### Raison d'etre

Provide best practices, tips and tricks for single node Dask computing clusters, if you learn something valuable please add it here. This is likely going to be a constantly evolving document.

In [3]:
import dask
import pandas as pd
import numpy as np
import dask.array as da
import dask.dataframe as dd

### Scheduler

In [6]:
# TODO (rav): document tradeoffs between process and thread pool based local scheduler

### Graph optimizations/changes

`optimization.fuse.ave-width` is a useful optimization strategy to effectively control/trade task parallelism for processing locality, thus in some cases reducing communication overhead between workers, this can be particaully important for distributed client/cluster.

In [10]:
with dask.config.set({"optimization.fuse.ave-width": ...}):
    ...

Official doc:
> Upper limit for width, where width = num_nodes / height, a good measure of parallelizability

from [here](https://docs.dask.org/en/latest/configuration-reference.html#dask.optimization.fuse.ave-width) and [here](https://docs.dask.org/en/latest/optimize.html#dask.optimization.fuse)

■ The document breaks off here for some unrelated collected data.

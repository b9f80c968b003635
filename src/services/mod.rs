//! Service layer for business logic operations.
//!
//! Services encapsulate business logic and coordinate between
//! repositories and handlers.

mod auth_service;
mod role_service;
pub mod seed_service;
mod user_service;

pub use auth_service::{AuthService, AuthenticatedUser};
pub use role_service::RoleService;
pub use seed_service::{SeedReport, SeedService};
pub use user_service::{NewUserInput, UpdateOutcome, UserService};

use crate::repositories::Repositories;

/// Aggregates all services for convenient access.
///
/// This struct is designed to be used as Axum application state.
/// Cloning only bumps reference counts.
#[derive(Clone)]
pub struct Services {
    pub users: UserService,
    pub roles: RoleService,
    pub auth: AuthService,
    pub seed: SeedService,
}

impl Services {
    /// Creates a new Services instance from Repositories.
    pub fn new(repos: Repositories) -> Self {
        Self {
            users: UserService::new(repos.users.clone()),
            roles: RoleService::new(repos.roles.clone()),
            auth: AuthService::new(repos.users.clone()),
            seed: SeedService::new(repos.roles, repos.users),
        }
    }
}
use crate::error::{AppError, AppResult};
use axum::Json;
use axum::extract::{FromRequest, Request, rejection::JsonRejection};
use serde::de::DeserializeOwned;
use validator::Validate;

/// JSON body extractor that runs `validator` rules before the handler sees it.
///
/// Malformed bodies become `AppError::BadRequest`, failed rules become
/// `AppError::ValidationErrors`.
#[derive(Debug, Clone, Copy, Default)]
pub struct ValidatedJson<T>(pub T);

impl<T, S> FromRequest<S> for ValidatedJson<T>
where
    T: DeserializeOwned + Validate,
    S: Send + Sync,
    Json<T>: FromRequest<S, Rejection = JsonRejection>,
{
    type Rejection = AppError;

    async fn from_request(req: Request, state: &S) -> AppResult<Self> {
        let Json(value) = Json::<T>::from_request(req, state).await?;
        value.validate()?;
        Ok(ValidatedJson(value))
    }
}
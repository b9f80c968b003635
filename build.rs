use shadow_rs::ShadowBuilder;

fn main() {
    // Build metadata for `--version`
    ShadowBuilder::builder()
        .build()
        .expect("Failed to generate build metadata");

    println!("cargo:rerun-if-changed=migrations");
}
//! Argon2id password hashing.
//!
//! Hashes are stored as PHC strings so the salt and parameters travel with
//! the hash.

use argon2::Argon2;
use argon2::password_hash::rand_core::OsRng;
use argon2::password_hash::{PasswordHash, PasswordHasher, PasswordVerifier, SaltString};

use crate::error::AppResult;

/// Hash a password using Argon2id with a random salt.
///
/// # Example
/// ```ignore
/// let hashed = hash_password("my_secure_password")?;
/// ```
pub fn hash_password(password: &str) -> AppResult<String> {
    let salt = SaltString::generate(&mut OsRng);
    let hash = Argon2::default().hash_password(password.as_bytes(), &salt)?;
    Ok(hash.to_string())
}

/// Verify a password against a stored PHC hash.
///
/// The comparison happens inside the Argon2 verifier and is constant-time.
/// A stored value that does not parse as a PHC string never matches.
pub fn verify_password(password: &str, stored_hash: &str) -> AppResult<bool> {
    let parsed_hash = match PasswordHash::new(stored_hash) {
        Ok(parsed) => parsed,
        Err(e) => {
            tracing::warn!(error = %e, "Stored password is not a valid PHC hash");
            return Ok(false);
        }
    };

    match Argon2::default().verify_password(password.as_bytes(), &parsed_hash) {
        Ok(()) => Ok(true),
        Err(argon2::password_hash::Error::Password) => Ok(false),
        Err(e) => Err(e.into()),
    }
}

/// True when `value` looks like an Argon2 PHC string.
pub fn is_password_hash(value: &str) -> bool {
    PasswordHash::new(value).is_ok_and(|hash| hash.algorithm.as_str().starts_with("argon2"))
}

#[cfg(test)]
mod tests {
    use super::*;

    #[test]
    fn test_hash_is_argon2id_phc() {
        let hash = hash_password("secret").unwrap();
        assert!(hash.starts_with("$argon2id$"));
        assert!(is_password_hash(&hash));
        assert!(!hash.contains("secret"));
    }

    #[test]
    fn test_salts_differ() {
        let first = hash_password("secret").unwrap();
        let second = hash_password("secret").unwrap();
        assert_ne!(first, second);
    }

    #[test]
    fn test_verify_round_trip() {
        let hash = hash_password("secret").unwrap();
        assert!(verify_password("secret", &hash).unwrap());
        assert!(!verify_password("wrong", &hash).unwrap());
    }

    #[test]
    fn test_plaintext_stored_value_never_matches() {
        assert!(!verify_password("secret", "secret").unwrap());
        assert!(!is_password_hash("secret"));
    }

    #[test]
    fn test_empty_password_still_hashes() {
        let hash = hash_password("").unwrap();
        assert!(verify_password("", &hash).unwrap());
    }
}
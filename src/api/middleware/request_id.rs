//! Request ID middleware for request tracing.
//!
//! This middleware ensures every request has a unique identifier for tracing
//! and correlation purposes. It either uses an existing X-Request-ID header
//! or generates a new UUID.

use axum::{
    extract::Request,
    http::{HeaderName, HeaderValue},
    middleware::Next,
    response::Response,
};
use uuid::Uuid;

/// Header name for request ID.
pub const REQUEST_ID_HEADER: &str = "x-request-id";

/// Request ID stored in request extensions for downstream access.
#[derive(Clone, Debug)]
pub struct RequestId(pub String);

/// Middleware that ensures every request has a request ID.
///
/// A non-empty incoming `x-request-id` header is reused, otherwise a UUID v4
/// is generated. The id is stored in the request extensions and echoed on
/// the response.
pub async fn request_id_middleware(mut request: Request, next: Next) -> Response {
    let request_id = request
        .headers()
        .get(REQUEST_ID_HEADER)
        .and_then(|v| v.to_str().ok())
        .filter(|v| !v.trim().is_empty())
        .map(String::from)
        .unwrap_or_else(|| Uuid::new_v4().to_string());

    request
        .extensions_mut()
        .insert(RequestId(request_id.clone()));

    let mut response = next.run(request).await;

    if let Ok(value) = HeaderValue::from_str(&request_id) {
        response
            .headers_mut()
            .insert(HeaderName::from_static(REQUEST_ID_HEADER), value);
    }

    response
}

#[cfg(test)]
mod tests {
    use super::*;
    use axum::{Router, body::Body, http::StatusCode, middleware, routing::get};
    use tower::ServiceExt;

    fn app() -> Router {
        Router::new()
            .route(
                "/",
                get(|axum::Extension(id): axum::Extension<RequestId>| async move { id.0 }),
            )
            .layer(middleware::from_fn(request_id_middleware))
    }

    #[tokio::test]
    async fn test_incoming_header_is_reused() {
        let response = app()
            .oneshot(
                Request::builder()
                    .uri("/")
                    .header(REQUEST_ID_HEADER, "abc-123")
                    .body(Body::empty())
                    .unwrap(),
            )
            .await
            .unwrap();
        assert_eq!(response.status(), StatusCode::OK);
        assert_eq!(response.headers()[REQUEST_ID_HEADER], "abc-123");
    }

    #[tokio::test]
    async fn test_missing_header_generates_uuid() {
        let response = app()
            .oneshot(Request::builder().uri("/").body(Body::empty()).unwrap())
            .await
            .unwrap();
        let id = response.headers()[REQUEST_ID_HEADER].to_str().unwrap();
        assert!(Uuid::parse_str(id).is_ok());
    }
}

Example [notebook](https://github.com/dask/dask-examples/blob/4affee9d31bccd327205af90dd495347c8f2f7f7/applications/array-optimization.ipynb).

### Data organization

#### client.rebalance

Assuming you have a process-pool/distributed cluster, before computational expensive operation (if possible) it's worth to `persist` data, keep in mind though that `persist` returns `delayed` object, in some cases the chunk/partition/part data distribution among workers can be uneven, which might lead to communication overhead in steps following the `persist` operation. In these cases it's worth to `rebalance` data, to allow for better distribution among workers, for example:

In [None]:
a = da.from_delayed(...)
a = a.persist() # this operation is asynchronized, returns immediately
client.rebalance(a) # this operation is synchronized, and returns only after persist and rebalance is done
# next operation is computationally expensive and embarrassingly parallel
...